In the subsequent chapter, Talbott looks at some representative conflicts in 1 Cor in order to demonstrate how this plays out in Paul’s own words. Specifically he looks at matters related to marriage and sexuality (1 Cor 7), matters related to Paul’s own representation of his authority (1 Cor 9) and Paul’s words on how table fellowship was being practiced in Corinth (1 Cor 11). One of the central points Talbott makes here is that, because Paul employs kyriarchal methods and rhetoric in order to support kyridoularchy, the signs of kyriarchy that we see in Paul’s letter cannot be used to justify any kyriachal practices today (cf. p161).
By way of conclusion Talbott summarizes the similarities and differences between the ways Jesus and Paul responded to and handled power within their communities and the conflicts they negotiated there. The fundamental difference, Talbott argues, is that Paul still sought to redeploy (kyriarchal) power as kyridoularchy, and so is somewhat bifurcated and vacillating in his approach, whereas Jesus was much more thoroughgoing in his rejection of any kyriarchal structures or practices (cf. pp167-68).
All in all, this was a really excellent book. I appreciated Talbott’s nuanced approach and feel that he did a better job of making sense of Paul and power than a lot of prior efforts. My only (substantial) objection to Talbott’s presentation is his understanding of the relationship of material loss of poverty to membership within the community that gathered with Jesus and Paul. On multiple occasions, Talbott feels that it is necessary to stress the observation that neither Jesus nor Paul “seems to have required those who served as patrons to relinquish their means and become poor as a standard requirement” (p164). Or, again: “Jesus did not require all disciples to become wandering, itinerant disciples who left their families to follow him in an ascetic life of poverty” (p49); and “patrons like Zacchaeus would suffer some depletion of their holdings but would not have necessarily become poor, let alone destitute” (p59). While this may be true, and while Talbott mitigates some of what he is saying by pointing out the ways in which even patrons like Zacchaeus may have been drawn into a threatening trajectory of downward mobility by giving to the Jesus movement (cf.p63), I still feel that Talbott doesn’t adequately grasp what is occurring in this regard.

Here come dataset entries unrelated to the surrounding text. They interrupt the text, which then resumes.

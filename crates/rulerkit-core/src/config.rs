use serde::{Deserialize, Serialize};
use std::path::PathBuf;
use std::time::Duration;

use crate::kinematics::{Deceleration, Physics};
use crate::mapping::LayoutDirection;
use crate::policy::{SnapPolicy, TickPolicy};
use crate::range::Bounds;
use crate::gesture::Axis;

#[derive(Debug, Clone, Default, Serialize, Deserialize)]
pub struct AppConfig {
    #[serde(default)]
    pub general: GeneralConfig,
    #[serde(default)]
    pub ruler: RulerConfig,
    #[serde(default)]
    pub style: StyleConfig,
    #[serde(default)]
    pub physics: PhysicsConfig,
    #[serde(default)]
    pub ui: UiConfig,
}

#[derive(Debug, Clone, Serialize, Deserialize)]
pub struct GeneralConfig {
    /// Data directory path (log files live here)
    #[serde(default = "default_data_dir")]
    pub data_dir: PathBuf,
    /// Log level
    #[serde(default = "default_log_level")]
    pub log_level: String,
}

impl Default for GeneralConfig {
    fn default() -> Self {
        Self {
            data_dir: default_data_dir(),
            log_level: default_log_level(),
        }
    }
}

/// What the ruler edits and how it reacts.
#[derive(Debug, Clone, Serialize, Deserialize)]
pub struct RulerConfig {
    /// Lower bound, unbounded when absent
    #[serde(default)]
    pub min: Option<f64>,
    /// Upper bound, unbounded when absent
    #[serde(default)]
    pub max: Option<f64>,
    /// Value change per cell
    #[serde(default = "default_step")]
    pub step: f64,
    /// Initial value
    #[serde(default)]
    pub value: f64,
    #[serde(default)]
    pub snap: SnapPolicy,
    #[serde(default)]
    pub tick: TickPolicy,
    #[serde(default)]
    pub axis: Axis,
    #[serde(default)]
    pub direction: LayoutDirection,
}

impl Default for RulerConfig {
    fn default() -> Self {
        Self {
            min: None,
            max: None,
            step: default_step(),
            value: 0.0,
            snap: SnapPolicy::default(),
            tick: TickPolicy::default(),
            axis: Axis::default(),
            direction: LayoutDirection::default(),
        }
    }
}

impl RulerConfig {
    /// Bounds built from `min`/`max`, missing sides are infinite.
    pub fn bounds(&self) -> crate::Result<Bounds> {
        Bounds::new(
            self.min.unwrap_or(f64::NEG_INFINITY),
            self.max.unwrap_or(f64::INFINITY),
        )
    }
}

/// Scale metrics shared by every skin.
#[derive(Debug, Clone, Serialize, Deserialize)]
pub struct StyleConfig {
    /// Width of one cell in virtual pixels
    #[serde(default = "default_cell_width")]
    pub cell_width: f64,
    /// Graduations per cell
    #[serde(default = "default_fractions")]
    pub fractions: u32,
    /// Extra cells rendered past each edge
    #[serde(default = "default_cell_overflow")]
    pub cell_overflow: u32,
}

impl Default for StyleConfig {
    fn default() -> Self {
        Self {
            cell_width: default_cell_width(),
            fractions: default_fractions(),
            cell_overflow: default_cell_overflow(),
        }
    }
}

/// Easing curve for short programmatic animations
#[derive(Debug, Clone, Copy, Default, PartialEq, Eq, Serialize, Deserialize)]
#[serde(rename_all = "snake_case")]
pub enum EasingType {
    /// Jump to the end value
    None,
    Linear,
    Cubic,
    Quintic,
    /// Exponential ease-out
    #[default]
    EaseOut,
}

#[derive(Debug, Clone, Serialize, Deserialize)]
pub struct PhysicsConfig {
    /// Fraction of flick velocity kept per millisecond
    #[serde(default = "default_deceleration_rate")]
    pub deceleration_rate: f64,
    /// Release speed (px/s) above which a drag turns into a flick
    #[serde(default = "default_flick_velocity_threshold")]
    pub flick_velocity_threshold: f64,
    /// Rubber band stiffness, smaller stretches further
    #[serde(default = "default_rubber_coefficient")]
    pub rubber_coefficient: f64,
    #[serde(default = "default_snap_duration_ms")]
    pub snap_duration_ms: u64,
    #[serde(default)]
    pub snap_easing: EasingType,
    /// Speed (px/s) at which a flick is considered stopped
    #[serde(default = "default_inertia_stop_velocity")]
    pub inertia_stop_velocity: f64,
}

impl Default for PhysicsConfig {
    fn default() -> Self {
        Self {
            deceleration_rate: default_deceleration_rate(),
            flick_velocity_threshold: default_flick_velocity_threshold(),
            rubber_coefficient: default_rubber_coefficient(),
            snap_duration_ms: default_snap_duration_ms(),
            snap_easing: EasingType::default(),
            inertia_stop_velocity: default_inertia_stop_velocity(),
        }
    }
}

impl PhysicsConfig {
    /// Validate and convert into engine tunables.
    pub fn physics(&self) -> crate::Result<Physics> {
        let deceleration = Deceleration::new(self.deceleration_rate)?
            .with_stop_velocity(self.inertia_stop_velocity)?;
        Physics::new(
            deceleration,
            self.flick_velocity_threshold,
            self.rubber_coefficient,
            Duration::from_millis(self.snap_duration_ms),
            self.snap_easing,
        )
    }
}

#[derive(Debug, Clone, Serialize, Deserialize)]
pub struct UiConfig {
    /// Input poll interval in milliseconds
    #[serde(default = "default_tick_rate")]
    pub tick_rate_ms: u64,
    /// Frame rate while an animation is running
    #[serde(default = "default_animation_fps")]
    pub animation_fps: u32,
    /// Virtual pixels covered by one terminal column
    #[serde(default = "default_pixels_per_column")]
    pub pixels_per_column: f64,
    /// Virtual pixels covered by one terminal row
    #[serde(default = "default_pixels_per_row")]
    pub pixels_per_row: f64,
    /// Ring the terminal bell when the ruler hits a bound
    #[serde(default)]
    pub bell_on_boundary: bool,
    /// Skin name: "primary", "centered" or "blank"
    #[serde(default = "default_skin")]
    pub skin: String,
}

impl Default for UiConfig {
    fn default() -> Self {
        Self {
            tick_rate_ms: default_tick_rate(),
            animation_fps: default_animation_fps(),
            pixels_per_column: default_pixels_per_column(),
            pixels_per_row: default_pixels_per_row(),
            bell_on_boundary: false,
            skin: default_skin(),
        }
    }
}

impl UiConfig {
    /// Frame interval while animating.
    pub fn frame_interval(&self) -> Duration {
        if self.animation_fps == 0 {
            Duration::from_millis(16) // ~60fps fallback
        } else {
            Duration::from_millis(1000 / self.animation_fps as u64)
        }
    }
}

fn default_data_dir() -> PathBuf {
    dirs::data_local_dir()
        .unwrap_or_else(|| PathBuf::from("."))
        .join("rulerkit")
}

fn default_log_level() -> String {
    "info".to_string()
}

fn default_step() -> f64 {
    1.0
}

fn default_cell_width() -> f64 {
    120.0
}

fn default_fractions() -> u32 {
    10
}

fn default_cell_overflow() -> u32 {
    3
}

fn default_deceleration_rate() -> f64 {
    crate::kinematics::inertia::RULER_DECELERATION_RATE
}

fn default_flick_velocity_threshold() -> f64 {
    crate::kinematics::FLICK_VELOCITY_THRESHOLD
}

fn default_rubber_coefficient() -> f64 {
    crate::kinematics::RUBBER_COEFFICIENT
}

fn default_snap_duration_ms() -> u64 {
    100
}

fn default_inertia_stop_velocity() -> f64 {
    crate::kinematics::inertia::DEFAULT_STOP_VELOCITY
}

fn default_tick_rate() -> u64 {
    100
}

fn default_animation_fps() -> u32 {
    60
}

fn default_pixels_per_column() -> f64 {
    12.0
}

fn default_pixels_per_row() -> f64 {
    24.0
}

fn default_skin() -> String {
    "primary".to_string()
}

/// Expand tilde (~) in path to user's home directory
fn expand_tilde(path: &std::path::Path) -> PathBuf {
    if let Some(path_str) = path.to_str() {
        if let Some(stripped) = path_str.strip_prefix("~/") {
            if let Some(home) = dirs::home_dir() {
                return home.join(stripped);
            }
        } else if path_str == "~" {
            if let Some(home) = dirs::home_dir() {
                return home;
            }
        }
    }
    path.to_path_buf()
}

impl AppConfig {
    /// Load configuration from file or return defaults
    pub fn load() -> crate::Result<Self> {
        let config_path = Self::config_path();

        if config_path.exists() {
            let content = std::fs::read_to_string(&config_path)?;
            Self::from_toml(&content)
        } else {
            Ok(Self::default())
        }
    }

    pub fn from_toml(content: &str) -> crate::Result<Self> {
        toml::from_str(content).map_err(|e| crate::Error::Config(e.to_string()))
    }

    pub fn to_toml(&self) -> crate::Result<String> {
        toml::to_string_pretty(self).map_err(|e| crate::Error::Config(e.to_string()))
    }

    /// Save configuration to file
    pub fn save(&self) -> crate::Result<()> {
        let config_path = Self::config_path();

        if let Some(parent) = config_path.parent() {
            std::fs::create_dir_all(parent)?;
        }

        std::fs::write(&config_path, self.to_toml()?)?;

        Ok(())
    }

    /// Get the configuration file path (~/.config/rulerkit/config.toml)
    pub fn config_path() -> PathBuf {
        dirs::home_dir()
            .unwrap_or_else(|| PathBuf::from("."))
            .join(".config")
            .join("rulerkit")
            .join("config.toml")
    }

    /// Get the data directory (with tilde expansion)
    pub fn data_dir(&self) -> PathBuf {
        expand_tilde(&self.general.data_dir)
    }

    /// Log file used while the terminal UI owns stdout
    pub fn log_path(&self) -> PathBuf {
        self.data_dir().join("rulerkit.log")
    }
}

In order to explain this, it is worth comparing the Jesus Movement to the Occupy Movement. Who are the members of the Occupy movement? Well, at one level, any member of the “99%” is represented by the movement. However, within that 99% of our general population, different people participate to varying degrees. Some people will only attend the major rallies. Some people will go to a General Assembly five days a week. Some people will actually set up a tent at an occupied site and dedicate most of their time and their energy to the movement. They key point to realize here has two sides: first, that all of the groups of people mentioned are, in fact, members of the Occupy movement but, second, the goal of the movement is for people to become ever more involved in the struggle and in participation at ground level.
A similar thing is happening with the Jesus movement. Who are the members of the Jesus movement? Well, at one level, Jesus is claiming that all of Israel is represented in the movement (the “99%”). On another level, there were those who would participate when the movement passed through their locality. On still another level, there were those who chose to leave their villages and families behind to live and travel with the Jesus movement. All, of course, are members of the Jesus movement, but, just as with the Occupy movement, the goal was for people to become ever more involved in the struggle and in participation at ground level.
With this in mind, we can see how Talbott’s observation is accurate — yes, not all the people involved in the movement participated, gave or risked to the same extent — but misses the intention of the movement (which was for all to participate fully so that all could have full and abundant life).
Finally, in relation to this matter of Jesus and poverty, Talbott states that Jesus did not “concentrate on the marginalized or the destitute in general to make up the bulk of his movement” (p49). This is an odd assertion to make, within the context of Talbott’s book because, apart from a few people, like Zacchaeus or some wealthy women mentioned by Luke, everybody else mentioned in the Jesus movement appears to be precisely from that socioeconomic location. It seems to me that Jesus does concentrate on precisely that group of people, as examplified in his “mission statement” in Lk 4, and so when Talbott makes this sort of assertion, without seriously backing it up and then going on to assert things that appear to disprove it, I’m left a little puzzled.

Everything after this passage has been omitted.